The attribute displayValue in a DataField or Value is similar to mappedValue in AssociationRule. The idea is that the raw data could have cryptic key values such as a product code sku043834, and the displayValue would then be the readable product name like coke, 12 fl oz can. The displayValue can be used in a visualizer. Scoring engines typically use key values.

If a categorical or ordinal field contains at least one Value element where the value of property is valid, then the set of Value elements completely defines the set of valid values. Otherwise any value is valid by default.

The element Interval defines a range of numeric values.

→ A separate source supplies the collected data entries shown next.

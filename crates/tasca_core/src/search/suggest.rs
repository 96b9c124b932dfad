//! Name-based search suggestions.
//!
//! # Responsibility
//! - Return `(id, name)` pairs whose name contains the typed text.
//!
//! # Invariants
//! - Blank queries and zero limits return no hits without touching SQL.
//! - `%`, `_` and `\` in user text match literally.
//! - Ordering is deterministic: name, then id.

use crate::model::tasca::TascaId;
use crate::repo::tasca_repo::{like_pattern, parse_uuid, RepoResult};
use rusqlite::{params, Connection};

const SUGGESTIONS_DEFAULT_LIMIT: u32 = 10;

/// Options for one suggestion lookup.
#[derive(Debug, Clone)]
pub struct SuggestionQuery {
    /// Text typed so far.
    pub text: String,
    /// Maximum number of hits to return.
    pub limit: u32,
}

impl SuggestionQuery {
    /// Creates a query with the default limit.
    pub fn new(text: impl Into<String>) -> Self {
        Self {
            text: text.into(),
            limit: SUGGESTIONS_DEFAULT_LIMIT,
        }
    }
}

/// Single suggestion hit.
#[derive(Debug, Clone, PartialEq, Eq)]
pub struct Suggestion {
    pub id: TascaId,
    pub name: String,
}

/// Looks up tascas whose name contains the query text.
pub fn search_suggestions(
    conn: &Connection,
    query: &SuggestionQuery,
) -> RepoResult<Vec<Suggestion>> {
    let text = query.text.trim();
    if text.is_empty() || query.limit == 0 {
        return Ok(Vec::new());
    }

    let mut stmt = conn.prepare(
        "SELECT id, name
         FROM tascas
         WHERE name LIKE ?1 ESCAPE '\\'
         ORDER BY name COLLATE NOCASE ASC, id ASC
         LIMIT ?2;",
    )?;
    let mut rows = stmt.query(params![like_pattern(text), i64::from(query.limit)])?;
    let mut hits = Vec::new();
    while let Some(row) = rows.next()? {
        let id_text: String = row.get("id")?;
        hits.push(Suggestion {
            id: parse_uuid(&id_text, "tascas.id")?,
            name: row.get("name")?,
        });
    }

    Ok(hits)
}
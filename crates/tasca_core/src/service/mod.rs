//! Core use-case services.
//!
//! # Responsibility
//! - Orchestrate repository calls into use-case level APIs.
//! - Keep UI/FFI layers decoupled from storage details.

pub mod listing_service;
pub mod submission_service;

<xs:element name="Interval">
      <xs:element ref="Extension" minOccurs="0" maxOccurs="unbounded"/>
    <xs:attribute name="closure" use="required">
        <xs:restriction base="xs:string">
          <xs:enumeration value="openClosed"/>
          <xs:enumeration value="openOpen"/>
          <xs:enumeration value="closedOpen"/>
          <xs:enumeration value="closedClosed"/>
    <xs:attribute name="leftMargin" type="NUMBER"/>
    <xs:attribute name="rightMargin" type="NUMBER"/>

The attributes leftMargin and rightMargin are optional but at least one value must be defined. If a margin is missing, then ±∞ is assumed.